Boat builder Kamitze Harada.

The Pilipinas Shell Foundation, Inc. (PSFI), the social development arm of the Pilipinas Shell Petroleum Corporation, is commemorating its 40th anniversary by spotlighting the Sustain, Invest, Nurture, Access to Green Energy (SINAG) project, an Access to Energy (A2E) program.

SINAG aims to provide cleaner and more efficient energy sources to communities. PSFI empowers residents by training them to maintain and operate the facilities on their own.

One of the beneficiaries of Project SINAG is Jasmin Calinog, 39, a teacher living in Barangay Maytegued, Palawan since 2008.

SINAG beneficiary Jasmin Calinog, who is a teacher living in Barangay Maytegued, Palawan since 2008.

Prior to SINAG, the neighborhood had to rely on a generator for four hours of electricity every day, battle the heat with hand fans, and work or study at night by candlelight. Teaching was made more difficult since she had to get up at dawn to prepare lesson materials.

SINAG’s implementation in the community of Maytegued was not only a welcome relief but also surpassed her expectations.

“Pinakamaganda sa SINAG ay naging maaliwalas ang aming gawain, madali na naming matatapos, at convenient na talaga lahat noon dumating yung SINAG,” (“The best thing about SINAG is that it made our work lighter and more efficient, we could finish it easily, and everything became really convenient when SINAG arrived,”) said Calinog.

Powering Palawan’s livelihood and learning
PSFI provided the island community with a mini-grid that generates electricity through solar and wind power. It allowed families to access reliable lighting at their homes, ports for charging devices, and a variety of services such as printing, cold storage, and internet bandwidth, all shared among the community.

The energy SINAG released enabled Calinog to print her teaching materials and work in a cool environment because of electric fans. This teacher also bought and used a freezer to open her own frozen products business.

The wi-fi networks and radios became SINAG’s most important pieces of equipment because they allowed Calinog to teach remotely during the start of the COVID-19 pandemic. During and even after the lockdowns, her students could study online, answer their modules in the comfort of their own homes, and stay updated on current events.

During the approach of the super-strong Typhoon Odette in December 2021, Barangay Maytegued prepared for its impact and kept their power sources on during the typhoon.

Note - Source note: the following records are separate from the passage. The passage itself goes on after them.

fn parallel_vla_add(a: &[f32], b: &[f32]) -> Vec<f32> {
    assert_eq!(a.len(), b.len(), "Vectors must be the same length");

    let stride = KernelConfig::global().stride_provider();
    let mut c = vec![0.0f32; a.len()];
    par_vector_add(&mut c, a, b, a.len(), &stride);

    c
}

#[tracing::instrument(level = "debug", skip_all, fields(n = a.len()))]
fn fast_add(a: &[f32], b: &[f32]) -> Vec<f32> {
    let config = KernelConfig::global();
    let n = a.len();

    if n < config.vla_threshold {
        tracing::debug!(path = "scalar", "fast_add dispatch");
        scalar_add(a, b)
    } else if n >= config.parallel_threshold {
        tracing::debug!(path = "parallel", "fast_add dispatch");
        parallel_vla_add(a, b)
    } else {
        tracing::debug!(path = "vla", "fast_add dispatch");
        vla_add(a, b)
    }
}

impl<'b> VlaAdd<&'b [f32]> for &[f32] {
    type Output = Vec<f32>;

    #[inline(always)]
    fn scalar_add(self, rhs: &'b [f32]) -> Self::Output {
        scalar_add(self, rhs)
    }

    #[inline(always)]
    fn vla_add(self, rhs: &'b [f32]) -> Self::Output {
        vla_add(self, rhs)
    }

    #[inline(always)]
    fn par_vla_add(self, rhs: &'b [f32]) -> Self::Output {
        parallel_vla_add(self, rhs)
    }

    #[inline(always)]
    fn fast_add(self, rhs: &'b [f32]) -> Self::Output {
        fast_add(self, rhs)
    }
}

impl VlaAdd<Vec<f32>> for Vec<f32> {
    type Output = Vec<f32>;

    #[inline(always)]
    fn scalar_add(self, rhs: Vec<f32>) -> Self::Output {
        scalar_add(&self, &rhs)
    }

    #[inline(always)]
    fn vla_add(self, rhs: Vec<f32>) -> Self::Output {
        vla_add(&self, &rhs)
    }

    #[inline(always)]
    fn par_vla_add(self, rhs: Vec<f32>) -> Self::Output {
        parallel_vla_add(&self, &rhs)
    }

    #[inline(always)]
    fn fast_add(self, rhs: Vec<f32>) -> Self::Output {
        fast_add(&self, &rhs)
    }
}

#[cfg(test)]
mod tests {
    use std::cell::Cell;

    use super::*;
    use crate::simd::stride::FixedStride;
    use crate::VlaError;

    /// Fixed width that counts how often it was asked, one query per step.
    struct CountingStride {
        width: usize,
        queries: Cell<usize>,
    }

    impl CountingStride {
        fn new(width: usize) -> Self {
            Self {
                width,
                queries: Cell::new(0),
            }
        }
    }

    impl StrideProvider for CountingStride {
        fn elements_per_step(&self) -> usize {
            self.queries.set(self.queries.get() + 1);
            self.width
        }
    }

    /// Answers from a script, then zero.
    struct ScriptedStride {
        widths: Vec<usize>,
        next: Cell<usize>,
    }

    impl StrideProvider for ScriptedStride {
        fn elements_per_step(&self) -> usize {
            let i = self.next.get();
            self.next.set(i + 1);
            self.widths.get(i).copied().unwrap_or(0)
        }
    }

    fn fixed(width: usize) -> FixedStride {
        FixedStride::new(width).unwrap()
    }

    #[test]
    fn test_example_independent_of_stride() {
        let a = [1.0f32, 2.0, 3.0, 4.0, 5.0];
        let b = [10.0f32, 20.0, 30.0, 40.0, 50.0];

        for width in [1, 2, 4, 8] {
            let mut c = [0.0f32; 5];
            vector_add(&mut c, &a, &b, 5, &fixed(width));
            assert_eq!(c, [11.0, 22.0, 33.0, 44.0, 55.0], "stride {width}");
        }
    }

    #[test]
    fn test_zero_length_does_nothing() {
        let stride = CountingStride::new(4);
        let empty: [f32; 0] = [];
        let mut c: [f32; 0] = [];
        vector_add(&mut c, &empty, &empty, 0, &stride);
        assert_eq!(stride.queries.get(), 0);

        // Non-empty buffers with n = 0 stay untouched.
        let mut c = [9.0f32; 3];
        vector_add(&mut c, &[1.0; 3], &[1.0; 3], 0, &stride);
        assert_eq!(c, [9.0; 3]);
        assert_eq!(stride.queries.get(), 0);
    }

    #[test]
    fn test_single_element() {
        let stride = CountingStride::new(16);
        let mut c = [0.0f32];
        vector_add(&mut c, &[1.5], &[2.25], 1, &stride);
        assert_eq!(c, [3.75]);
        assert_eq!(stride.queries.get(), 1);
    }

    #[test]
    fn test_length_equal_to_stride_takes_one_step() {
        for width in [1, 2, 4, 8, 16] {
            let a: Vec<f32> = (0..width).map(|i| i as f32).collect();
            let mut c = vec![0.0f32; width];
            let stride = CountingStride::new(width);

            vector_add(&mut c, &a, &a, width, &stride);

            assert_eq!(stride.queries.get(), 1, "stride {width}");
            assert_eq!(c, scalar_add(&a, &a));
        }
    }

    #[test]
    fn test_tail_step_touches_exactly_one_element() {
        let width = 4;
        let n = 3 * width + 1;
        let a: Vec<f32> = (0..n).map(|i| i as f32).collect();
        let b = vec![100.0f32; n];

        // Output longer than n, with a sentinel past the end.
        let mut c = vec![f32::NAN; n + width];
        let stride = CountingStride::new(width);
        vector_add(&mut c, &a, &b, n, &stride);

        assert_eq!(stride.queries.get(), 4);
        assert_eq!(&c[..n], scalar_add(&a, &b).as_slice());
        assert!(c[n..].iter().all(|x| x.is_nan()));
    }

    #[test]
    fn test_step_count_is_ceil_div() {
        for width in [1, 3, 4, 7, 8] {
            for n in 0..40 {
                let a = vec![1.0f32; n];
                let mut c = vec![0.0f32; n];
                let stride = CountingStride::new(width);
                vector_add(&mut c, &a, &a, n, &stride);
                assert_eq!(stride.queries.get(), n.div_ceil(width));
            }
        }
    }

    #[test]
    fn test_stride_wider_than_register_is_clamped() {
        let n = 3 * MAX_LANES + 5;
        let a: Vec<f32> = (0..n).map(|i| i as f32 * 0.5).collect();
        let mut c = vec![0.0f32; n];
        let stride = CountingStride::new(10 * MAX_LANES);

        vector_add(&mut c, &a, &a, n, &stride);

        assert_eq!(c, scalar_add(&a, &a));
        assert_eq!(stride.queries.get(), 4);
    }

    #[test]
    fn test_varying_stride() {
        let n = 20;
        let a: Vec<f32> = (0..n).map(|i| i as f32).collect();
        let b: Vec<f32> = (0..n).map(|i| -(i as f32) * 2.0).collect();
        let stride = ScriptedStride {
            widths: vec![3, 8, 1, 5, 16],
            next: Cell::new(0),
        };

        let mut c = vec![0.0f32; n];
        vector_add(&mut c, &a, &b, n, &stride);

        assert_eq!(c, scalar_add(&a, &b));
        assert_eq!(stride.next.get(), 5);
    }

    #[test]
    fn test_repeated_calls_are_identical() {
        let a: Vec<f32> = (0..1000).map(|i| (i as f32).sin()).collect();
        let b: Vec<f32> = (0..1000).map(|i| (i as f32).cos()).collect();

        let mut first = vec![0.0f32; 1000];
        let mut second = vec![0.0f32; 1000];
        vector_add(&mut first, &a, &b, 1000, &fixed(8));
        vector_add(&mut second, &a, &b, 1000, &fixed(8));

        assert_eq!(first, second);
    }

    #[test]
    fn test_inputs_not_mutated() {
        let a = vec![1.0f32, 2.0, 3.0];
        let b = vec![4.0f32, 5.0, 6.0];
        let (a0, b0) = (a.clone(), b.clone());
        let mut c = vec![0.0f32; 3];

        vector_add(&mut c, &a, &b, 3, &fixed(2));

        assert_eq!(a, a0);
        assert_eq!(b, b0);
    }

    #[test]
    fn test_ieee_semantics() {
        let a = [f32::INFINITY, f32::NAN, -0.0, f32::MAX];
        let b = [f32::NEG_INFINITY, 1.0, -0.0, f32::MAX];
        let mut c = [0.0f32; 4];

        vector_add(&mut c, &a, &b, 4, &fixed(4));

        assert!(c[0].is_nan());
        assert!(c[1].is_nan());
        assert!(c[2] == 0.0 && c[2].is_sign_negative());
        assert_eq!(c[3], f32::INFINITY);
    }

    #[test]
    fn test_unchecked_matches_checked() {
        let a: Vec<f32> = (0..37).map(|i| i as f32).collect();
        let b: Vec<f32> = (0..37).map(|i| (i * i) as f32).collect();
        let mut c = vec![0.0f32; 37];

        unsafe { vector_add_unchecked(c.as_mut_ptr(), a.as_ptr(), b.as_ptr(), 37, &fixed(4)) };

        assert_eq!(c, scalar_add(&a, &b));
    }

    #[test]
    #[should_panic(expected = "Input `b` shorter than length")]
    fn test_short_input_panics() {
        let mut c = [0.0f32; 4];
        vector_add(&mut c, &[1.0; 4], &[1.0; 3], 4, &fixed(4));
    }

    #[test]
    #[should_panic(expected = "Invalid stride")]
    fn test_zero_stride_panics() {
        let stride = ScriptedStride {
            widths: vec![],
            next: Cell::new(0),
        };
        let mut c = [0.0f32; 4];
        vector_add(&mut c, &[1.0; 4], &[1.0; 4], 4, &stride);
    }

    #[test]
    fn test_try_vector_add_errors() {
        let mut c = [0.0f32; 4];

        assert_eq!(
            try_vector_add(&mut c, &[1.0; 2], &[1.0; 4], 4, &fixed(4)),
            Err(VlaError::LengthMismatch {
                buffer: "a",
                required: 4,
                actual: 2
            })
        );
        assert_eq!(
            try_vector_add(&mut c[..3], &[1.0; 4], &[1.0; 4], 4, &fixed(4)),
            Err(VlaError::LengthMismatch {
                buffer: "c",
                required: 4,
                actual: 3
            })
        );
        assert_eq!(c, [0.0; 4]);

        let stride = ScriptedStride {
            widths: vec![2],
            next: Cell::new(0),
        };
        assert_eq!(
            try_vector_add(&mut c, &[1.0; 4], &[2.0; 4], 4, &stride),
            Err(VlaError::InvalidStride { stride: 0 })
        );
        // The first step completed before the provider failed.
        assert_eq!(c, [3.0, 3.0, 0.0, 0.0]);
    }

    #[test]
    fn test_try_vector_add_ok() {
        let mut c = [0.0f32; 5];
        try_vector_add(
            &mut c,
            &[1.0, 2.0, 3.0, 4.0, 5.0],
            &[10.0, 20.0, 30.0, 40.0, 50.0],
            5,
            &fixed(2),
        )
        .unwrap();
        assert_eq!(c, [11.0, 22.0, 33.0, 44.0, 55.0]);
    }

    #[test]
    fn test_parallel_matches_sequential() {
        let n = 10_003;
        let a: Vec<f32> = (0..n).map(|i| i as f32 * 0.25).collect();
        let b: Vec<f32> = (0..n).map(|i| 1.0 / (i as f32 + 1.0)).collect();

        for width in [1, 3, 4, 8, 16] {
            let mut sequential = vec![0.0f32; n];
            let mut parallel = vec![0.0f32; n];
            vector_add(&mut sequential, &a, &b, n, &fixed(width));
            par_vector_add_chunked(&mut parallel, &a, &b, n, &fixed(width), 1000);

            assert_eq!(sequential, parallel, "stride {width}");
        }
    }

    #[test]
    fn test_parallel_huge_chunk_size() {
        let a: Vec<f32> = (0..1000).map(|i| i as f32).collect();
        let mut c = vec![0.0f32; 1000];

        par_vector_add_chunked(&mut c, &a, &a, 1000, &fixed(8), usize::MAX);

        assert_eq!(c, scalar_add(&a, &a));
    }

    #[test]
    fn test_parallel_with_configured_chunk_size() {
        let max = usize::MAX.to_string();
        let config = KernelConfig::from_lookup(|key| {
            (key == crate::config::PARALLEL_CHUNK_VAR).then(|| max.clone())
        })
        .unwrap();
        let a: Vec<f32> = (0..777).map(|i| i as f32 * 0.5).collect();
        let mut c = vec![0.0f32; 777];

        par_vector_add_chunked(&mut c, &a, &a, 777, &fixed(8), config.parallel_chunk_size);

        assert_eq!(c, scalar_add(&a, &a));
    }

    #[test]
    fn test_parallel_respects_length() {
        let mut c = vec![-1.0f32; 100];
        par_vector_add_chunked(&mut c, &[1.0; 100], &[1.0; 100], 50, &fixed(4), 7);
        assert!(c[..50].iter().all(|&x| x == 2.0));
        assert!(c[50..].iter().all(|&x| x == -1.0));
    }
}
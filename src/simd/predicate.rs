//! Active-lane masks for one loop step.

use crate::MAX_LANES;

/// The lanes of a step that take part in loads, arithmetic and stores.
///
/// Active lanes are always a prefix `0..active`, which is what SVE's
/// `whilelt` produces for a forward loop.
#[derive(Copy, Clone, Debug, PartialEq, Eq)]
pub struct Predicate {
    active: usize,
}

impl Predicate {
    /// Lanes `j` for which `i + j < n`, capped at `width` and
    /// [`MAX_LANES`].
    #[inline(always)]
    pub fn while_lt(i: usize, n: usize, width: usize) -> Self {
        let remaining = n.saturating_sub(i);

        Self {
            active: width.min(MAX_LANES).min(remaining),
        }
    }

    /// Every lane of a `width`-lane register.
    #[inline(always)]
    pub fn all(width: usize) -> Self {
        Self {
            active: width.min(MAX_LANES),
        }
    }

    #[inline(always)]
    pub const fn active(&self) -> usize {
        self.active
    }

    #[inline(always)]
    pub const fn is_empty(&self) -> bool {
        self.active == 0
    }

    /// True when no lane of a `width`-lane register is masked off.
    #[inline(always)]
    pub fn is_full(&self, width: usize) -> bool {
        self.active == width.min(MAX_LANES)
    }

    #[inline(always)]
    pub const fn is_active(&self, lane: usize) -> bool {
        lane < self.active
    }
}
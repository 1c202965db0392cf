use std::cmp::Ordering;
use std::env;
use std::process::Command;

// CPU features that change the kernel's preferred step width
#[derive(PartialEq, Eq, Debug)]
struct CpuFeature {
    name: &'static str,
    detected: bool,
}

impl CpuFeature {
    // Lowest number == highest priority
    fn priority(&self) -> usize {
        match self.name {
            "sve" => 0,
            "avx512f" => 1,
            "avx2" => 2,
            "neon" | "asimd" => 3,
            "sse4_1" => 4,
            _ => usize::MAX,
        }
    }

    fn features() -> Vec<CpuFeature> {
        ["sve", "avx512f", "avx2", "asimd", "neon", "sse4_1"]
            .into_iter()
            .map(|name| CpuFeature {
                name,
                detected: false,
            })
            .collect()
    }
}

impl Ord for CpuFeature {
    fn cmp(&self, other: &Self) -> Ordering {
        self.priority().cmp(&other.priority())
    }
}

impl PartialOrd for CpuFeature {
    fn partial_cmp(&self, other: &Self) -> Option<Ordering> {
        Some(self.cmp(other))
    }
}

trait CpuFeatureDetector {
    fn detect_features(&self, features: &mut [CpuFeature]);
    fn is_applicable(&self) -> bool;
}

struct LinuxDetector;
impl CpuFeatureDetector for LinuxDetector {
    fn detect_features(&self, features: &mut [CpuFeature]) {
        if let Ok(cpuinfo) = std::fs::read_to_string("/proc/cpuinfo") {
            // Flags are whitespace separated; "sve" must not match "sve2" alone.
            let flags: Vec<String> = cpuinfo
                .lines()
                .filter(|line| line.starts_with("flags") || line.starts_with("Features"))
                .flat_map(|line| line.split_whitespace().map(str::to_lowercase))
                .collect();

            for feature in features.iter_mut() {
                feature.detected = flags.iter().any(|flag| flag == feature.name);
            }
        }
    }

    fn is_applicable(&self) -> bool {
        cfg!(target_os = "linux")
    }
}

struct MacOSDetector;
impl CpuFeatureDetector for MacOSDetector {
    fn detect_features(&self, features: &mut [CpuFeature]) {
        let output = Command::new("sysctl").args(["-a"]).output();

        if let Ok(output) = output {
            let contents = String::from_utf8_lossy(&output.stdout).to_lowercase();

            for feature in features.iter_mut() {
                feature.detected = match feature.name {
                    "avx512f" => contents.contains("hw.optional.avx512f: 1"),
                    "avx2" => contents.contains("hw.optional.avx2_0: 1"),
                    "sse4_1" => contents.contains("hw.optional.sse4_1: 1"),
                    "neon" => contents.contains("hw.optional.neon: 1"),
                    "sve" => contents.contains("hw.optional.arm.feat_sve: 1"),
                    _ => false,
                };
            }
        }
    }

    fn is_applicable(&self) -> bool {
        cfg!(target_os = "macos")
    }
}

struct PlatformDetector;
impl PlatformDetector {
    fn cpu_features_detectors() -> Vec<Box<dyn CpuFeatureDetector>> {
        vec![Box::new(LinuxDetector), Box::new(MacOSDetector)]
    }

    fn detect_cpu_features(features: &mut [CpuFeature]) {
        for detector in Self::cpu_features_detectors() {
            if detector.is_applicable() {
                detector.detect_features(features);
                break;
            }
        }
    }

    fn apply(features: &mut [CpuFeature]) {
        features.sort();

        let name = features
            .iter()
            .find(|cpu_feature| cpu_feature.detected)
            .map(|cpu_feature| match cpu_feature.name {
                "asimd" => "neon",
                other => other,
            })
            .unwrap_or("fallback");

        println!("cargo:rustc-env=VLASIMD_BUILD_FEATURE={name}");
    }
}

fn main() {
    println!("cargo:rerun-if-changed=build.rs");

    let mut features = CpuFeature::features();

    let host = env::var("HOST").unwrap_or_default();
    let target = env::var("TARGET").unwrap_or_default();

    // Probing the build host says nothing about a cross-compilation target.
    if host == target {
        PlatformDetector::detect_cpu_features(&mut features);
    }

    PlatformDetector::apply(&mut features);
}
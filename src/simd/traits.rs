/// Element-wise addition over whole slices, returning a new vector.
///
/// All variants panic when the operands differ in length.
pub trait VlaAdd<Rhs = Self> {
    type Output;

    /// Sequential iterator addition.
    fn scalar_add(self, rhs: Rhs) -> Self::Output;

    /// Single-threaded predicated loop with the configured stride.
    fn vla_add(self, rhs: Rhs) -> Self::Output;

    /// Predicated loop split across the rayon pool.
    fn par_vla_add(self, rhs: Rhs) -> Self::Output;

    /// Picks one of the above from the
    /// [`KernelConfig`](crate::KernelConfig) thresholds.
    fn fast_add(self, rhs: Rhs) -> Self::Output;
}
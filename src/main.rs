//! vlasimd - inspect the detected vector width and run the VLA add kernel.

use std::time::Instant;

use anyhow::{bail, Context, Result};
use clap::{Parser, Subcommand};
use rand::rngs::StdRng;
use rand::{Rng, SeedableRng};
use tracing_subscriber::EnvFilter;

use vlasimd::simd::stride::{self, StrideProvider};
use vlasimd::{
    par_vector_add_chunked, scalar_add, vector_add, FixedStride, KernelConfig, MAX_LANES,
};

/// Vector-length-agnostic SIMD kernels
#[derive(Parser, Debug)]
#[command(name = "vlasimd")]
#[command(author, version, about, long_about = None)]
struct Cli {
    #[command(subcommand)]
    command: Commands,
}

#[derive(Subcommand, Debug)]
enum Commands {
    /// Print the vector capability detected on this machine
    Detect,

    /// Add two random vectors and check the result against a scalar loop
    Add {
        /// Number of elements
        #[arg(long, default_value_t = 1024)]
        len: usize,

        /// Force a step width instead of the detected one
        #[arg(long)]
        stride: Option<usize>,

        /// Split the work across the rayon pool
        #[arg(long)]
        parallel: bool,

        /// Seed for the input generator
        #[arg(long, default_value_t = 42)]
        seed: u64,
    },
}

fn main() -> Result<()> {
    tracing_subscriber::fmt()
        .with_env_filter(EnvFilter::from_default_env())
        .init();

    let cli = Cli::parse();

    match cli.command {
        Commands::Detect => detect(),
        Commands::Add {
            len,
            stride,
            parallel,
            seed,
        } => add(len, stride, parallel, seed),
    }
}

fn detect() -> Result<()> {
    let capability = stride::detect();

    println!("capability:        {capability}");
    println!("isa:               {}", capability.isa);
    println!("vector bits:       {}", capability.vector_bits);
    println!("elements per step: {}", capability.lanes());
    println!("build feature:     {}", stride::build_feature());

    Ok(())
}

fn add(len: usize, stride: Option<usize>, parallel: bool, seed: u64) -> Result<()> {
    let mut config = KernelConfig::from_env().context("reading VLASIMD_* overrides")?;
    if let Some(width) = stride {
        config = config.with_stride(FixedStride::new(width).context("--stride")?);
    }
    let provider = config.stride_provider();
    let width = provider.elements_per_step().min(MAX_LANES);

    let mut rng = StdRng::seed_from_u64(seed);
    let a: Vec<f32> = (0..len).map(|_| rng.random::<f32>()).collect();
    let b: Vec<f32> = (0..len).map(|_| rng.random::<f32>()).collect();
    let mut c = vec![0.0f32; len];

    let start = Instant::now();
    if parallel {
        par_vector_add_chunked(&mut c, &a, &b, len, &provider, config.parallel_chunk_size);
    } else {
        vector_add(&mut c, &a, &b, len, &provider);
    }
    let elapsed = start.elapsed();

    let expected = scalar_add(&a, &b);
    let mismatches = c
        .iter()
        .zip(expected.iter())
        .filter(|(x, y)| x.to_bits() != y.to_bits())
        .count();

    println!("{config}");
    println!("elements:          {len}");
    println!("elements per step: {width}");
    println!("steps:             {}", len.div_ceil(width));
    println!("elapsed:           {elapsed:?}");

    if mismatches > 0 {
        bail!("{mismatches} of {len} elements differ from the scalar result");
    }

    println!("result matches scalar addition");
    Ok(())
}
//! Scalable-vector building blocks and the kernels built from them.
//!
//! - [`stride`]: how many lanes a step may cover on this machine
//! - [`predicate`]: which lanes of a step are active
//! - [`vector`]: a software register with predicated load and store
//! - [`add`]: the element-wise addition kernels
//! - [`traits`]: slice-level entry points

pub mod add;
pub mod predicate;
pub mod stride;
pub mod traits;
pub mod vector;
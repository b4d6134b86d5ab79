// SPDX-License-Identifier: MPL-2.0
//! Calendar viewer: the page, its header and control bar, and the panels
//! that float above them.

pub mod component;
pub mod controls;
pub mod header;
pub mod info_panel;
pub mod pane;
pub mod subcomponents;
pub mod year_picker;

use self::component::Message;
use crate::ui::design_tokens::spacing;
use crate::ui::styles;
use iced::widget::{button, opaque, Column, Container, Stack};
use iced::{alignment, Element, Length};

/// Already rendered parts of the viewer screen.
pub struct ViewContext<'a> {
    pub header: Element<'a, Message>,
    pub pane: Element<'a, Message>,
    pub controls: Element<'a, Message>,
    pub overlay: Option<Element<'a, Message>>,
}

/// Stacks header, page and controls; an open panel sits centered on a
/// dimmed backdrop that closes it when pressed.
pub fn view(ctx: ViewContext<'_>) -> Element<'_, Message> {
    let column = Column::new()
        .spacing(spacing::XS)
        .width(Length::Fill)
        .height(Length::Fill)
        .push(ctx.header)
        .push(ctx.pane)
        .push(ctx.controls);

    let Some(overlay) = ctx.overlay else {
        return column.into();
    };

    let backdrop = button(Container::new("").width(Length::Fill).height(Length::Fill))
        .width(Length::Fill)
        .height(Length::Fill)
        .padding(0)
        .style(styles::button::backdrop)
        .on_press(Message::CloseOverlay);

    let centered = Container::new(opaque(overlay))
        .width(Length::Fill)
        .height(Length::Fill)
        .padding(spacing::MD)
        .align_x(alignment::Horizontal::Center)
        .align_y(alignment::Vertical::Center);

    Stack::new()
        .width(Length::Fill)
        .height(Length::Fill)
        .push(column)
        .push(backdrop)
        .push(centered)
        .into()
}
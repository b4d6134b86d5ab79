// SPDX-License-Identifier: MPL-2.0
//! Where `settings.toml` lives.
//!
//! A directory passed by the caller wins, then `--config-dir`, then
//! `TITHI_LENS_CONFIG_DIR`, then `TithiLens/` under the platform config
//! directory.

use std::path::PathBuf;
use std::sync::OnceLock;

const APP_DIR_NAME: &str = "TithiLens";

pub const ENV_CONFIG_DIR: &str = "TITHI_LENS_CONFIG_DIR";

static CLI_CONFIG_DIR: OnceLock<Option<PathBuf>> = OnceLock::new();

/// Stores the `--config-dir` argument. Returns `false` if it was already set.
pub fn set_cli_config_dir(dir: Option<String>) -> bool {
    CLI_CONFIG_DIR.set(dir.map(PathBuf::from)).is_ok()
}

/// The settings directory, or `None` when no candidate is available.
pub fn config_dir(explicit: Option<PathBuf>) -> Option<PathBuf> {
    let cli = CLI_CONFIG_DIR.get().cloned().flatten();
    let env = std::env::var(ENV_CONFIG_DIR).ok();
    resolve(explicit, cli, env.as_deref(), dirs::config_dir())
}

fn resolve(
    explicit: Option<PathBuf>,
    cli: Option<PathBuf>,
    env: Option<&str>,
    platform: Option<PathBuf>,
) -> Option<PathBuf> {
    explicit
        .or(cli)
        .or_else(|| env.filter(|dir| !dir.is_empty()).map(PathBuf::from))
        .or_else(|| platform.map(|base| base.join(APP_DIR_NAME)))
}

#[cfg(test)]
mod tests {
    use super::*;

    fn dir(path: &str) -> Option<PathBuf> {
        Some(PathBuf::from(path))
    }

    #[test]
    fn sources_are_tried_in_order() {
        let platform = || dir("/home/reader/.config");

        assert_eq!(
            resolve(dir("/explicit"), dir("/cli"), Some("/env"), platform()),
            dir("/explicit")
        );
        assert_eq!(resolve(None, dir("/cli"), Some("/env"), platform()), dir("/cli"));
        assert_eq!(resolve(None, None, Some("/env"), platform()), dir("/env"));
        assert_eq!(
            resolve(None, None, None, platform()),
            dir("/home/reader/.config/TithiLens")
        );
        assert_eq!(resolve(None, None, None, None), None);
    }

    #[test]
    fn empty_environment_value_is_skipped() {
        assert_eq!(
            resolve(None, None, Some(""), dir("/base")),
            dir("/base/TithiLens")
        );
    }

    #[test]
    fn explicit_directory_bypasses_global_state() {
        assert_eq!(config_dir(dir("/tmp/tithi")), dir("/tmp/tithi"));
    }
}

“At dahil rin sa project SINAG, nagiging updated kami sa balita. Dati dati, iilang TV lang ang meron, kung sino lang may generator. Ngayon, halos lahat may TV, lahat updated, lalo na nung dumating yung bagyong Odette. Nakapag-prepare dahil nakakanood kami ng balita,” Calinog said.

Calinog’s is not the only success story with the implementation of the access to energy project.

Farmer and sari-sari store owner Elvira Leanda Academia.

Elvira Leanda Academia, a farmer and a sari-sari store owner, used to pay for the diesel generator to power her house and her store. SINAG’s arrival increased her income: first, the huge difference in power costs led to savings; and second, her purchase of a refrigerator helped her stock up on items she sold to customers.

Kamitze Harada, boat builder and one of the recipients of the Basic Electrical Installation and Management Training, bought power tools. He can build more boats within a week, opening more opportunities for more orders.

Batangas safety and entrepreneurship
SINAG also impacted other areas such as Batangas. Because of the new streetlight installations, barangay official Jan Alexis Fortu’s evening patrols to ensure the peace and security in Ambulong became safer.

Buenaventura Talban, an active barangay councilor who participated in the SINAG Batangas training, witnessed the transformation of San Isidro before and after the installation of 16 streetlights on the Batangas-Tabangao-Lobo Road, increasing road safety for residents and truck drivers.

Serge Bernal, Vice President for Corporate Relations of Pilipinas Shell, said, said, “From lighting up a home to powering appliances, energy is a key aspect of daily life. Shell’s Access to Energy program is made to power remote rural communities with a reliable source of renewable energy that improves the lives of the people by providing them a source of livelihood, an opportunity for better education, and unite them with their communities.”

To date, PSFI has provided power with its solar microgrid systems to 436 households in 13 communities that benefit 4260 individuals. Through its continuing efforts, PSFI hopes to help realize the promised development by providing uninterrupted power services – paving the way to access opportunities that were never before available.